I have come across ThreeD Capital’s founder Sheldon Inwentash who is well known for his leadership as both an entrepreneur and philanthropist.
Bosses intimidate, leaders inspire.
Many bosses use fear as a tool to get work done by their teams. They may talk about harsh consequences and threaten to show you a pink slip for not performing as per their expectations.
Leaders help you in overcoming all your fears. They learn your weaknesses to turn them into your strength and inspire you to become a better version of yourself.
Bosses think they are the leaders; leaders believe they are a team.
A significant difference between bosses and leaders is that bosses take pride in their position and power and often misuse them to treat their team members inferior.
Leaders consider themselves a part of their team.

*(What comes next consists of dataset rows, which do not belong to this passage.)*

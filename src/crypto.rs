//! SHA-256 digests and RSA-SHA256 (PKCS#1 v1.5) signing.

use {
    crate::SigningError,
    rsa::{
        pkcs1v15::SigningKey,
        signature::{SignatureEncoding, Signer},
    },
    sha2::{Digest, Sha256},
};

/// The length of a SHA-256 digest.
pub(crate) const SHA256_OUTPUT_LEN: usize = 32;

#[inline(always)]
pub(crate) fn sha256(value: &[u8]) -> [u8; SHA256_OUTPUT_LEN] {
    Sha256::digest(value).into()
}

#[inline(always)]
pub(crate) fn sha256_hex(value: &[u8]) -> String {
    hex::encode(sha256(value))
}

/// RSASSA-PKCS1-v1_5 over the SHA-256 digest of `value`. There is no nonce, so the output is a
/// pure function of the key and the input.
pub(crate) fn rsa_sha256(key: &SigningKey<Sha256>, value: &[u8]) -> Result<Vec<u8>, SigningError> {
    let signature = key.try_sign(value)?;
    Ok(signature.to_vec())
}
// Author: Lukas Bower
//! TCP client for the GDB remote serial protocol.

use std::io::{BufReader, Read, Write};
use std::net::{TcpStream, ToSocketAddrs};
use std::time::Duration;

use log::debug;

use crate::proto::{self, Reply, StopReason, WireError};
use crate::transport::{ConnectError, Target, TransportError};

/// Software breakpoint kind for i386 targets (`int3` is one byte).
const SW_BREAKPOINT_KIND: u8 = 1;

/// Blocking TCP connection to a remote debug stub.
///
/// One instance owns the socket for the whole run. Requests are framed by
/// [`crate::proto`], acknowledged per the protocol's plain ack mode, and
/// bounded by the socket timeout supplied at connect time.
#[derive(Debug)]
pub struct GdbRemote {
    stream: TcpStream,
    reader: BufReader<TcpStream>,
}

impl GdbRemote {
    /// Connect to a stub and verify it responds to a status probe.
    pub fn connect(host: &str, port: u16, timeout: Duration) -> Result<Self, ConnectError> {
        let endpoint = format!("{host}:{port}");
        let addr = endpoint
            .to_socket_addrs()
            .map_err(|_| ConnectError::Resolve(endpoint.clone()))?
            .next()
            .ok_or_else(|| ConnectError::Resolve(endpoint.clone()))?;
        let stream = TcpStream::connect_timeout(&addr, timeout).map_err(|source| {
            ConnectError::Unreachable {
                endpoint: endpoint.clone(),
                source,
            }
        })?;
        stream
            .set_read_timeout(Some(timeout))
            .and_then(|()| stream.set_write_timeout(Some(timeout)))
            .map_err(|source| ConnectError::Unreachable {
                endpoint: endpoint.clone(),
                source,
            })?;
        let reader_stream = stream.try_clone().map_err(|source| ConnectError::Unreachable {
            endpoint,
            source,
        })?;
        let mut remote = Self {
            stream,
            reader: BufReader::new(reader_stream),
        };
        // `?` asks why the target last stopped; any well-formed reply proves
        // the peer actually speaks the protocol.
        remote.exchange("?")?;
        Ok(remote)
    }

    fn send(&mut self, payload: &str) -> Result<(), TransportError> {
        debug!("-> {payload}");
        self.stream.write_all(&proto::frame(payload))?;
        self.stream.flush()?;
        Ok(())
    }

    fn read_byte(&mut self) -> Result<u8, TransportError> {
        let mut buf = [0u8; 1];
        match self.reader.read(&mut buf) {
            Ok(0) => Err(TransportError::Closed),
            Ok(_) => Ok(buf[0]),
            Err(err) => Err(TransportError::Io(err)),
        }
    }

    fn read_packet(&mut self) -> Result<String, TransportError> {
        loop {
            if self.read_byte()? == b'$' {
                break;
            }
        }
        let mut raw = Vec::new();
        loop {
            let byte = self.read_byte()?;
            if byte == b'#' {
                break;
            }
            raw.push(byte);
        }
        let trailer = [self.read_byte()?, self.read_byte()?];
        let text = std::str::from_utf8(&trailer).ok().and_then(|text| {
            u8::from_str_radix(text, 16).ok()
        });
        let expected = proto::checksum(&raw);
        match text {
            Some(actual) if actual == expected => {}
            Some(actual) => {
                return Err(WireError::Checksum { expected, actual }.into());
            }
            None => return Err(WireError::NonText.into()),
        }
        self.stream.write_all(b"+")?;
        let payload = String::from_utf8(raw).map_err(|_| WireError::NonText)?;
        Ok(proto::expand_rle(&payload)?)
    }

    /// Issue one request and classify the stub's reply.
    fn exchange(&mut self, payload: &str) -> Result<Reply, TransportError> {
        self.send(payload)?;
        loop {
            match self.read_byte()? {
                b'+' => break,
                b'-' => return Err(TransportError::Nak),
                _ => {}
            }
        }
        let reply = self.read_packet()?;
        debug!("<- {reply}");
        Ok(proto::classify(&reply))
    }
}

impl Target for GdbRemote {
    fn read_mem(&mut self, addr: u64, len: usize) -> Result<Vec<u8>, TransportError> {
        match self.exchange(&format!("m{addr:x},{len:x}"))? {
            Reply::Data(payload) => {
                hex::decode(&payload).map_err(|_| WireError::Hex(payload).into())
            }
            Reply::Error(code) => Err(TransportError::Stub(code)),
            Reply::Empty => Err(TransportError::Unsupported("m".to_owned())),
            other => Err(WireError::Unexpected(format!("{other:?}")).into()),
        }
    }

    fn read_register(&mut self, regno: u8) -> Result<u64, TransportError> {
        match self.exchange(&format!("p{regno:x}"))? {
            Reply::Data(payload) => Ok(proto::decode_hex_le(&payload)?),
            Reply::Error(code) => Err(TransportError::Stub(code)),
            Reply::Empty => Err(TransportError::Unsupported("p".to_owned())),
            other => Err(WireError::Unexpected(format!("{other:?}")).into()),
        }
    }

    fn insert_breakpoint(&mut self, addr: u64) -> Result<(), TransportError> {
        match self.exchange(&format!("Z0,{addr:x},{SW_BREAKPOINT_KIND}"))? {
            Reply::Ok => Ok(()),
            Reply::Error(code) => Err(TransportError::Stub(code)),
            Reply::Empty => Err(TransportError::Unsupported("Z0".to_owned())),
            other => Err(WireError::Unexpected(format!("{other:?}")).into()),
        }
    }

    fn remove_breakpoint(&mut self, addr: u64) -> Result<(), TransportError> {
        match self.exchange(&format!("z0,{addr:x},{SW_BREAKPOINT_KIND}"))? {
            Reply::Ok => Ok(()),
            Reply::Error(code) => Err(TransportError::Stub(code)),
            Reply::Empty => Err(TransportError::Unsupported("z0".to_owned())),
            other => Err(WireError::Unexpected(format!("{other:?}")).into()),
        }
    }

    fn resume(&mut self) -> Result<StopReason, TransportError> {
        match self.exchange("c")? {
            Reply::Stop(reason) => Ok(reason),
            Reply::Error(code) => Err(TransportError::Stub(code)),
            other => Err(WireError::Unexpected(format!("{other:?}")).into()),
        }
    }

    fn kill(&mut self) {
        // The stub may tear the connection down without replying; send and
        // drain one byte so the ack does not linger in the kernel buffer.
        if let Err(err) = self.send("k") {
            debug!("kill request failed: {err}");
            return;
        }
        let _ = self.read_byte();
    }

    fn detach(&mut self) {
        match self.exchange("D") {
            Ok(Reply::Ok) => {}
            Ok(other) => debug!("unexpected detach reply: {other:?}"),
            Err(err) => debug!("detach failed: {err}"),
        }
    }
}
// Author: Lukas Bower
// Purpose: Scripted debug stub and image fixtures shared by integration tests.

#![allow(dead_code)]

use std::collections::HashMap;
use std::io::{BufReader, Read, Write};
use std::net::{TcpListener, TcpStream};
use std::sync::atomic::{AtomicBool, AtomicUsize, Ordering};
use std::sync::{Arc, Mutex};
use std::thread::{self, JoinHandle};

use adroscheck::{StopReason, SymbolTable, Target, TransportError};

/// Sparse memory image plus register file served by the scripted stub.
#[derive(Debug, Clone, Default)]
pub struct StubImage {
    pub memory: HashMap<u64, u8>,
    pub registers: HashMap<u8, u64>,
}

impl StubImage {
    pub fn put(&mut self, addr: u64, data: &[u8]) {
        for (index, byte) in data.iter().enumerate() {
            self.memory.insert(addr + index as u64, *byte);
        }
    }

    pub fn put_u32(&mut self, addr: u64, value: u32) {
        self.put(addr, &value.to_le_bytes());
    }

    pub fn put_u64(&mut self, addr: u64, value: u64) {
        self.put(addr, &value.to_le_bytes());
    }

    pub fn clear(&mut self, addr: u64, len: u64) {
        for offset in 0..len {
            self.memory.remove(&(addr + offset));
        }
    }

    fn read(&self, addr: u64, len: usize) -> Option<Vec<u8>> {
        (0..len as u64)
            .map(|offset| self.memory.get(&(addr + offset)).copied())
            .collect()
    }
}

/// Addresses used by the fixture image. Arbitrary but stable: data symbols
/// sit in the kernel's higher-half data segment, the heap block inside the
/// heap window.
pub const HEAD_SYM: u64 = 0xc010_2000;
pub const BITMAP_SYM: u64 = 0xc011_0000;
pub const MAX_FRAMES_SYM: u64 = 0xc011_4000;
pub const TOTAL_MEMORY_SYM: u64 = 0xc011_4008;
pub const CHECKPOINT_ADDR: u64 = 0xc010_0040;
pub const HEAP_BLOCK: u64 = 0xd000_1000;
pub const VGA_WINDOW: u64 = 0xc00b_8000;
pub const STACK_TOP: u64 = 0xc020_0000;
pub const RETURN_ADDR: u64 = 0xc010_0123;

/// Symbol table matching the fixture image.
pub fn stock_symbols() -> SymbolTable {
    SymbolTable::from_entries([
        ("process_init".to_owned(), CHECKPOINT_ADDR),
        ("head".to_owned(), HEAD_SYM),
        ("memory_bitmap".to_owned(), BITMAP_SYM),
        ("max_frames".to_owned(), MAX_FRAMES_SYM),
        ("total_memory".to_owned(), TOTAL_MEMORY_SYM),
    ])
}

/// Image of a correctly booted kernel: every suite check passes against it.
pub fn healthy_image() -> StubImage {
    let mut image = StubImage::default();
    image.put_u32(HEAD_SYM, HEAP_BLOCK as u32);
    image.put_u32(HEAP_BLOCK, 0xcafe_babe);
    image.put(BITMAP_SYM, &[0x01]);
    image.put_u64(MAX_FRAMES_SYM, 4096);
    image.put_u64(TOTAL_MEMORY_SYM, 512 * 1024 * 1024);
    image.put(VGA_WINDOW, &[0x41, 0x07, 0x41, 0x07]);
    // Stack for step-out: the word at [esp] is the checkpoint return address.
    image.put_u32(STACK_TOP, RETURN_ADDR as u32);
    image.registers.insert(4, STACK_TOP);
    image
}

/// Shared view of the control operations a [`MemTarget`] performed, so a
/// test can keep asserting after the target moves into a session.
#[derive(Debug, Default, Clone)]
pub struct ControlLog {
    pub breakpoints: Arc<Mutex<Vec<u64>>>,
    pub resumes: Arc<AtomicUsize>,
    pub killed: Arc<AtomicBool>,
    pub detached: Arc<AtomicBool>,
}

/// In-memory target over a [`StubImage`], for session tests that do not
/// need a socket.
#[derive(Debug, Default)]
pub struct MemTarget {
    pub image: StubImage,
    pub log: ControlLog,
}

impl MemTarget {
    pub fn new(image: StubImage) -> Self {
        Self {
            image,
            log: ControlLog::default(),
        }
    }
}

impl Target for MemTarget {
    fn read_mem(&mut self, addr: u64, len: usize) -> Result<Vec<u8>, TransportError> {
        self.image
            .read(addr, len)
            .ok_or(TransportError::Stub(0x14))
    }

    fn read_register(&mut self, regno: u8) -> Result<u64, TransportError> {
        self.image
            .registers
            .get(&regno)
            .copied()
            .ok_or(TransportError::Stub(0x01))
    }

    fn insert_breakpoint(&mut self, addr: u64) -> Result<(), TransportError> {
        self.log.breakpoints.lock().unwrap().push(addr);
        Ok(())
    }

    fn remove_breakpoint(&mut self, addr: u64) -> Result<(), TransportError> {
        self.log.breakpoints.lock().unwrap().retain(|bp| *bp != addr);
        Ok(())
    }

    fn resume(&mut self) -> Result<StopReason, TransportError> {
        self.log.resumes.fetch_add(1, Ordering::SeqCst);
        Ok(StopReason::Signal(5))
    }

    fn kill(&mut self) {
        self.log.killed.store(true, Ordering::SeqCst);
    }

    fn detach(&mut self) {
        self.log.detached.store(true, Ordering::SeqCst);
    }
}

/// Serve one scripted stub session on an ephemeral port.
///
/// The stub speaks just enough of the remote protocol for the client:
/// `?`, `m`, `p`, `Z0`/`z0`, `c`, `D`, and `k`. It answers every request
/// until the client kills, detaches, or closes the connection.
pub fn spawn_stub(image: StubImage) -> (u16, JoinHandle<()>) {
    let listener = TcpListener::bind(("127.0.0.1", 0)).expect("bind stub listener");
    let port = listener.local_addr().expect("stub addr").port();
    let handle = thread::spawn(move || {
        let (stream, _) = listener.accept().expect("accept checker");
        serve(stream, image);
    });
    (port, handle)
}

fn serve(mut stream: TcpStream, image: StubImage) {
    let mut reader = BufReader::new(stream.try_clone().expect("clone stub stream"));
    while let Some(request) = read_packet(&mut reader) {
        match handle(&image, &request) {
            Some(reply) => {
                stream.write_all(b"+").expect("stub ack");
                let framed = format!("${reply}#{:02x}", checksum(reply.as_bytes()));
                stream.write_all(framed.as_bytes()).expect("stub reply");
            }
            None => {
                // Kill: ack and drop the connection like QEMU does.
                let _ = stream.write_all(b"+");
                return;
            }
        }
    }
}

fn checksum(payload: &[u8]) -> u8 {
    payload.iter().fold(0u8, |sum, byte| sum.wrapping_add(*byte))
}

fn read_packet(reader: &mut impl Read) -> Option<String> {
    let mut byte = [0u8; 1];
    loop {
        if reader.read(&mut byte).ok()? == 0 {
            return None;
        }
        if byte[0] == b'$' {
            break;
        }
    }
    let mut payload = Vec::new();
    loop {
        if reader.read(&mut byte).ok()? == 0 {
            return None;
        }
        if byte[0] == b'#' {
            break;
        }
        payload.push(byte[0]);
    }
    let mut trailer = [0u8; 2];
    reader.read_exact(&mut trailer).ok()?;
    String::from_utf8(payload).ok()
}

fn handle(image: &StubImage, request: &str) -> Option<String> {
    if request == "?" || request == "c" {
        return Some("S05".to_owned());
    }
    if request == "k" {
        return None;
    }
    if request == "D" {
        return Some("OK".to_owned());
    }
    if request.starts_with("Z0,") || request.starts_with("z0,") {
        return Some("OK".to_owned());
    }
    if let Some(rest) = request.strip_prefix('m') {
        return Some(mem_reply(image, rest).unwrap_or_else(|| "E01".to_owned()));
    }
    if let Some(regno_text) = request.strip_prefix('p') {
        return Some(register_reply(image, regno_text).unwrap_or_else(|| "E01".to_owned()));
    }
    // Anything else is unsupported; the empty packet says so.
    Some(String::new())
}

fn mem_reply(image: &StubImage, args: &str) -> Option<String> {
    let (addr_text, len_text) = args.split_once(',')?;
    let addr = u64::from_str_radix(addr_text, 16).ok()?;
    let len = usize::from_str_radix(len_text, 16).ok()?;
    Some(match image.read(addr, len) {
        Some(bytes) => hex::encode(bytes),
        None => "E14".to_owned(),
    })
}

fn register_reply(image: &StubImage, regno_text: &str) -> Option<String> {
    let regno = u8::from_str_radix(regno_text, 16).ok()?;
    let value = *image.registers.get(&regno)?;
    Some(hex::encode((value as u32).to_le_bytes()))
}
// Author: Lukas Bower

//! Typed scalar reads against a paused target.
//!
//! The kernel under inspection may be arbitrarily corrupt, so every read can
//! fail; failures come back as [`QueryError`] values for the caller to fold
//! into its report. Nothing here panics on target state and nothing escapes
//! this boundary as an unwind.

use thiserror::Error;

use crate::symbols::SymbolTable;
use crate::transport::{Target, TransportError};

/// Scalar width understood by the query layer.
#[derive(Debug, Clone, Copy, PartialEq, Eq)]
pub enum Width {
    /// One byte.
    U8,
    /// 32-bit little-endian word.
    U32,
    /// 64-bit little-endian word.
    U64,
}

impl Width {
    /// Number of bytes fetched for this width.
    pub fn bytes(self) -> usize {
        match self {
            Self::U8 => 1,
            Self::U32 => 4,
            Self::U64 => 8,
        }
    }

    fn mask(self) -> u64 {
        match self {
            Self::U8 => 0xff,
            Self::U32 => 0xffff_ffff,
            Self::U64 => u64::MAX,
        }
    }
}

/// Outcome of one target query.
pub type QueryResult<T> = Result<T, QueryError>;

/// Why a target query failed.
#[derive(Debug, Error)]
pub enum QueryError {
    /// The stub refused the read, typically an unmapped address.
    #[error("address {0:#x} unreachable")]
    Unreachable(u64),
    /// The name is absent from the loaded symbol table (or none is loaded).
    #[error("symbol `{0}` not found")]
    SymbolNotFound(String),
    /// Channel-level failure: closed socket, timeout, framing error.
    #[error("protocol failure: {0}")]
    Protocol(String),
}

/// Borrowed view over a session's target and symbols issuing typed reads.
pub struct QueryChannel<'a, T: Target> {
    target: &'a mut T,
    symbols: &'a SymbolTable,
}

impl<'a, T: Target> QueryChannel<'a, T> {
    pub(crate) fn new(target: &'a mut T, symbols: &'a SymbolTable) -> Self {
        Self { target, symbols }
    }

    /// Read one scalar of the given width, masked to that width.
    pub fn read_scalar(&mut self, addr: u64, width: Width) -> QueryResult<u64> {
        let bytes = self.target.read_mem(addr, width.bytes()).map_err(|err| match err {
            TransportError::Stub(_) => QueryError::Unreachable(addr),
            other => QueryError::Protocol(other.to_string()),
        })?;
        if bytes.len() != width.bytes() {
            return Err(QueryError::Protocol(format!(
                "short read at {addr:#x}: {} of {} bytes",
                bytes.len(),
                width.bytes()
            )));
        }
        let mut value = 0u64;
        for (index, byte) in bytes.iter().enumerate() {
            value |= u64::from(*byte) << (8 * index);
        }
        Ok(value & width.mask())
    }

    /// Read a byte.
    pub fn read_u8(&mut self, addr: u64) -> QueryResult<u8> {
        self.read_scalar(addr, Width::U8).map(|value| value as u8)
    }

    /// Read a 32-bit word.
    pub fn read_u32(&mut self, addr: u64) -> QueryResult<u32> {
        self.read_scalar(addr, Width::U32).map(|value| value as u32)
    }

    /// Read a 64-bit word.
    pub fn read_u64(&mut self, addr: u64) -> QueryResult<u64> {
        self.read_scalar(addr, Width::U64)
    }

    /// Resolve `name` and read a scalar of the given width at its address.
    pub fn read_symbol(&mut self, name: &str, width: Width) -> QueryResult<u64> {
        let addr = self
            .symbols
            .address(name)
            .ok_or_else(|| QueryError::SymbolNotFound(name.to_owned()))?;
        self.read_scalar(addr, width)
    }
}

They don’t lead by their titles but by action.
Bosses stick to rules; leaders promote creativity.
Leaders let you think for yourself and align your thought process with the company’s vision. They give you space to be creative, even if that means twisting a few rules here and there. On the other hand, bosses judge you based on how well you have followed their instructions and don’t give much weightage to your ideas and feedback.
These differences aren’t standard for all bosses and leaders. Times are changing, and the line between a boss and leader is thinning day by day. Many bosses are now developing their leadership skills and proving to be a great leader and a boss at the same time.